FlowMate

Presented at DEF CON 31 (2023), Aug. 11, 2023, noon (115 minutes)

Imagine pentesting a large web application with hundreds of pages and forms, as well as user roles and tenants. You discover that your chosen username is reflected in many locations inside the application, but you don't have a detailed overview. You want to test whether the chosen username is handled properly or allows for injection attacks, such as Cross-Site Scripting or Server-Site Template Injection. Now you face the challenge of finding all locations where your payloads appear when injecting into the username. In large applications, you'll likely miss some, potentially leaving vulnerabilities undetected. This is where FlowMate comes into play, our novel tool to detect data flows in applications for enhanced vulnerability assessments. FlowMate consists of two components: A BurpSuite plugin and a data flow graph based on Neo4j. It records inputs to the application as you go through the pages exploring the application and searches for occurrences of the captured inputs in the responses. This results in a graph that can be visualized and searched for parameters of interest and where they're occurring on the site. Understanding the data flows of an application helps to significantly improve the test coverage and bring your pentesting to the next level.


Presenters:

  • Nicolas Schickert
    Nicolas Schickert is security researcher and penetration tester at usd AG, an information security company based in Germany.
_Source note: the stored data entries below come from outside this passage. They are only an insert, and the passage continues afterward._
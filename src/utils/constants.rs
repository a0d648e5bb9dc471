/// Input column names
pub const COL_FORMATTED_DATE: &str = "Formatted Date";
pub const COL_SUMMARY: &str = "Summary";
pub const COL_PRECIP_TYPE: &str = "Precip Type";
pub const COL_TEMPERATURE: &str = "Temperature (C)";
pub const COL_WIND_SPEED: &str = "Wind Speed (km/h)";
pub const COL_PRESSURE: &str = "Pressure (millibars)";
pub const COL_HUMIDITY: &str = "Humidity";

/// Derived column names
pub const COL_DATE: &str = "date";
pub const COL_TIME: &str = "time";
pub const COL_YEAR: &str = "year";
pub const COL_MONTH: &str = "month";
pub const COL_HOUR: &str = "hour";
pub const COL_SEASON: &str = "season";
pub const COL_HUMIDITY_PERCENT: &str = "Humidity(%)";

/// Columns every input file must carry
pub const REQUIRED_INPUT_COLUMNS: [&str; 7] = [
    COL_FORMATTED_DATE,
    COL_SUMMARY,
    COL_PRECIP_TYPE,
    COL_TEMPERATURE,
    COL_WIND_SPEED,
    COL_PRESSURE,
    COL_HUMIDITY,
];

/// Column order of both persisted artifacts
pub const ARTIFACT_COLUMNS: [&str; 12] = [
    COL_DATE,
    COL_TIME,
    COL_YEAR,
    COL_MONTH,
    COL_HOUR,
    COL_SEASON,
    COL_SUMMARY,
    COL_PRECIP_TYPE,
    COL_TEMPERATURE,
    COL_WIND_SPEED,
    COL_PRESSURE,
    COL_HUMIDITY_PERCENT,
];

/// Numeric columns with the description used in reports
pub const NUMERIC_COLUMNS: [(&str, &str); 4] = [
    (COL_TEMPERATURE, "Ambient Temperature"),
    (COL_WIND_SPEED, "Wind Velocity"),
    (COL_PRESSURE, "Atmospheric Pressure"),
    (COL_HUMIDITY_PERCENT, "Relative Humidity"),
];

/// Cell contents treated as missing in the raw input
pub const NA_TOKENS: [&str; 19] = [
    "", "#N/A", "#N/A N/A", "#NA", "-NaN", "-nan", "1.#IND", "1.#QNAN", "<NA>", "N/A", "NA",
    "NULL", "NaN", "None", "n/a", "nan", "null", "-1.#IND", "-1.#QNAN",
];

/// Fill value for missing precipitation types
pub const DEFAULT_PRECIP_TYPE: &str = "rain";

/// Default file names
pub const DEFAULT_INPUT_FILE: &str = "EnglandWeather.csv";
pub const DEFAULT_FILTERED_FILE: &str = "filtered_data.csv";
pub const DEFAULT_FILLED_FILE: &str = "filled_data.csv";
pub const DEFAULT_OUTPUT_DIR: &str = "output";
pub const DEFAULT_REPORT_FILE: &str = "analysis_report.txt";

/// Processing defaults
pub const DEFAULT_BUFFER_SIZE: usize = 8192 * 16; // 128KB

/// Reporting defaults
pub const DEFAULT_PREVIEW_ROWS: usize = 10;
pub const REPORT_WIDTH: usize = 70;

/// Environment variable prefix for configuration overrides
pub const ENV_PREFIX: &str = "WEATHER";
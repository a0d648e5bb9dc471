use chrono::{NaiveDate, NaiveTime};
use serde::{Deserialize, Serialize};

use crate::models::calendar::{Month, Season};
use crate::models::enriched::EnrichedRecord;
use crate::utils::constants::{COL_HUMIDITY_PERCENT, COL_PRESSURE, COL_TEMPERATURE, COL_WIND_SPEED};

/// A row of the filled artifact. Same columns as [`EnrichedRecord`], but
/// the imputed columns can no longer be missing.
#[derive(Debug, Clone, PartialEq, Serialize, Deserialize)]
pub struct CleanedRecord {
    pub date: NaiveDate,
    pub time: NaiveTime,
    pub year: String,
    pub month: Month,
    pub hour: u32,
    pub season: Season,

    #[serde(rename = "Summary")]
    pub summary: Option<String>,

    #[serde(rename = "Precip Type")]
    pub precip_type: String,

    #[serde(rename = "Temperature (C)")]
    pub temperature: f64,

    #[serde(rename = "Wind Speed (km/h)")]
    pub wind_speed: f64,

    #[serde(rename = "Pressure (millibars)")]
    pub pressure: f64,

    #[serde(rename = "Humidity(%)")]
    pub humidity_percent: f64,
}

impl CleanedRecord {
    /// Value of a numeric column by its artifact name
    pub fn numeric(&self, column: &str) -> Option<f64> {
        match column {
            COL_TEMPERATURE => Some(self.temperature),
            COL_WIND_SPEED => Some(self.wind_speed),
            COL_PRESSURE => Some(self.pressure),
            COL_HUMIDITY_PERCENT => Some(self.humidity_percent),
            _ => None,
        }
    }

    pub fn summary_label(&self) -> &str {
        self.summary.as_deref().unwrap_or("")
    }
}

impl From<CleanedRecord> for EnrichedRecord {
    fn from(record: CleanedRecord) -> Self {
        EnrichedRecord {
            date: record.date,
            time: record.time,
            year: record.year,
            month: record.month,
            hour: record.hour,
            season: record.season,
            summary: record.summary,
            precip_type: Some(record.precip_type),
            temperature: Some(record.temperature),
            wind_speed: Some(record.wind_speed),
            pressure: Some(record.pressure),
            humidity_percent: Some(record.humidity_percent),
        }
    }
}

#[cfg(test)]
mod tests {
    use super::*;

    fn cleaned() -> CleanedRecord {
        CleanedRecord {
            date: NaiveDate::from_ymd_opt(2015, 3, 15).unwrap(),
            time: NaiveTime::from_hms_opt(10, 0, 0).unwrap(),
            year: "2015".to_string(),
            month: Month::March,
            hour: 10,
            season: Season::Spring,
            summary: Some("Clear".to_string()),
            precip_type: "rain".to_string(),
            temperature: 10.0,
            wind_speed: 5.0,
            pressure: 1012.0,
            humidity_percent: 50.0,
        }
    }

    #[test]
    fn test_numeric_lookup() {
        let record = cleaned();
        assert_eq!(record.numeric("Temperature (C)"), Some(10.0));
        assert_eq!(record.numeric("Humidity(%)"), Some(50.0));
        assert_eq!(record.numeric("Summary"), None);
    }

    #[test]
    fn test_into_enriched_has_no_missing_values() {
        let enriched: EnrichedRecord = cleaned().into();
        assert!(!enriched.has_missing_values());
        assert_eq!(enriched.precip_type.as_deref(), Some("rain"));
        assert!(enriched.is_consistent());
    }
}
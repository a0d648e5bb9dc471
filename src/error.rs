use std::path::PathBuf;
use thiserror::Error;

pub type Result<T> = std::result::Result<T, ProcessingError>;

#[derive(Error, Debug)]
pub enum ProcessingError {
    #[error("File I/O error: {0}")]
    Io(#[from] std::io::Error),

    #[error("CSV parsing error: {0}")]
    Csv(#[from] csv::Error),

    #[error("Schema error in '{field}': {message}")]
    Schema { field: String, message: String },

    #[error("Transform error: {0}")]
    Transform(String),

    #[error("File '{}' not found", path.display())]
    NotFound { path: PathBuf },

    #[error("Cannot impute column '{column}': no values present to compute a mean")]
    EmptyColumn { column: String },

    #[error("Configuration error: {0}")]
    Config(String),

    #[error("Settings error: {0}")]
    Settings(#[from] config::ConfigError),

    #[error("Validation error: {0}")]
    Validation(#[from] validator::ValidationErrors),

    #[error("JSON serialization error: {0}")]
    Json(#[from] serde_json::Error),

    #[error("Prompt error: {0}")]
    Prompt(#[from] dialoguer::Error),

    #[error("Missing required data: {0}")]
    MissingData(String),
}

impl ProcessingError {
    pub fn schema(field: impl Into<String>, message: impl Into<String>) -> Self {
        ProcessingError::Schema {
            field: field.into(),
            message: message.into(),
        }
    }

    pub fn not_found(path: impl Into<PathBuf>) -> Self {
        ProcessingError::NotFound { path: path.into() }
    }
}
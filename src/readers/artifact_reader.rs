use crate::error::{ProcessingError, Result};
use crate::models::{CleanedRecord, EnrichedRecord};
use crate::utils::constants::{ARTIFACT_COLUMNS, COL_PRECIP_TYPE};
use csv::ReaderBuilder;
use serde::de::DeserializeOwned;
use std::path::Path;
use tracing::info;

/// Reads the tables persisted between pipeline stages.
pub struct ArtifactReader;

impl ArtifactReader {
    pub fn new() -> Self {
        Self
    }

    /// Read the derived table
    pub fn read_enriched(&self, path: &Path) -> Result<Vec<EnrichedRecord>> {
        let records: Vec<EnrichedRecord> = self.read_table(path)?;
        for record in &records {
            record.validate_consistency()?;
        }

        info!("Loaded {} derived records from {}", records.len(), path.display());
        Ok(records)
    }

    /// Read the imputed table
    pub fn read_cleaned(&self, path: &Path) -> Result<Vec<CleanedRecord>> {
        let records: Vec<CleanedRecord> = self.read_table(path)?;
        for (index, record) in records.iter().enumerate() {
            if record.season != record.month.season() {
                return Err(ProcessingError::Transform(format!(
                    "Row {}: season {} does not match month {}",
                    index + 2,
                    record.season,
                    record.month
                )));
            }
            if record.precip_type.is_empty() {
                return Err(ProcessingError::Transform(format!(
                    "Row {}: '{}' is missing in an imputed table",
                    index + 2,
                    COL_PRECIP_TYPE
                )));
            }
        }

        info!("Loaded {} cleaned records from {}", records.len(), path.display());
        Ok(records)
    }

    fn read_table<T: DeserializeOwned>(&self, path: &Path) -> Result<Vec<T>> {
        if !path.exists() {
            return Err(ProcessingError::not_found(path));
        }

        let mut reader = ReaderBuilder::new().from_path(path)?;

        let headers = reader.headers()?;
        for expected in ARTIFACT_COLUMNS {
            if !headers.iter().any(|header| header == expected) {
                return Err(ProcessingError::schema(
                    expected,
                    format!("column is missing from {}", path.display()),
                ));
            }
        }

        reader
            .deserialize()
            .enumerate()
            .map(|(index, row)| {
                row.map_err(|e| ProcessingError::Transform(format!("Row {}: {}", index + 2, e)))
            })
            .collect()
    }
}

impl Default for ArtifactReader {
    fn default() -> Self {
        Self::new()
    }
}

#[cfg(test)]
mod tests {
    use super::*;
    use crate::models::{Month, Season};
    use std::io::Write;
    use tempfile::NamedTempFile;

    const HEADER: &str = "date,time,year,month,hour,season,Summary,Precip Type,Temperature (C),Wind Speed (km/h),Pressure (millibars),Humidity(%)";

    fn artifact(rows: &[&str]) -> NamedTempFile {
        let mut file = NamedTempFile::new().unwrap();
        writeln!(file, "{}", HEADER).unwrap();
        for row in rows {
            writeln!(file, "{}", row).unwrap();
        }
        file
    }

    #[test]
    fn test_read_enriched_with_gaps() -> Result<()> {
        let file = artifact(&["2015-03-15,10:00:00,2015,March,10,Spring,Clear,,10.0,5.0,,50.0"]);

        let records = ArtifactReader::new().read_enriched(file.path())?;

        assert_eq!(records.len(), 1);
        assert_eq!(records[0].month, Month::March);
        assert_eq!(records[0].season, Season::Spring);
        assert_eq!(records[0].hour, 10);
        assert_eq!(records[0].summary.as_deref(), Some("Clear"));
        assert_eq!(records[0].precip_type, None);
        assert_eq!(records[0].pressure, None);
        assert_eq!(records[0].humidity_percent, Some(50.0));
        Ok(())
    }

    #[test]
    fn test_missing_artifact_is_not_found() {
        let err = ArtifactReader::new()
            .read_enriched(Path::new("missing/filtered_data.csv"))
            .unwrap_err();
        assert!(matches!(err, ProcessingError::NotFound { .. }));
    }

    #[test]
    fn test_missing_column_is_schema_error() {
        let mut file = NamedTempFile::new().unwrap();
        writeln!(file, "date,time,year,month,hour,season").unwrap();

        let err = ArtifactReader::new().read_enriched(file.path()).unwrap_err();
        assert!(matches!(err, ProcessingError::Schema { .. }));
    }

    #[test]
    fn test_season_month_disagreement_is_rejected() {
        let file = artifact(&["2015-03-15,10:00:00,2015,March,10,Winter,Clear,rain,10.0,5.0,1012.0,50.0"]);

        let err = ArtifactReader::new().read_enriched(file.path()).unwrap_err();
        assert!(matches!(err, ProcessingError::Transform(_)));
    }

    #[test]
    fn test_cleaned_table_requires_values() {
        let file = artifact(&["2015-03-15,10:00:00,2015,March,10,Spring,Clear,rain,,5.0,1012.0,50.0"]);

        let err = ArtifactReader::new().read_cleaned(file.path()).unwrap_err();
        assert!(matches!(err, ProcessingError::Transform(_)));
    }

    #[test]
    fn test_read_cleaned() -> Result<()> {
        let file = artifact(&["2015-03-15,10:00:00,2015,March,10,Spring,,rain,10.0,5.0,1012.0,50.0"]);

        let records = ArtifactReader::new().read_cleaned(file.path())?;

        assert_eq!(records[0].precip_type, "rain");
        assert_eq!(records[0].summary, None);
        assert_eq!(records[0].temperature, 10.0);
        Ok(())
    }
}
He is in charge of SAP specific penetration tests at the usd HeroLab. In this role, Nicolas is responsible for the collection of SAP related knowledge and the development of new analysis tools. He is interested in reverse engineering and vulnerability research and has published several zero-day vulnerabilities, not only in the context of SAP.
  • Florian Haag
    Florian Haag is a senior security consultant at usd AG with experience in penetration testing, software security assessments as well as code reviews. He is specialized in penetration tests of thick client applications, leveraging his background in software development to reverse engineer proprietary client applications and network protocols. In previous scientific work, he worked on novel approaches to application-level data flow analysis to improve penetration testing coverage. In addition, he analyzed website clones used in phishing campaigns and the frameworks that are used by fraudsters to create and operate cloned websites.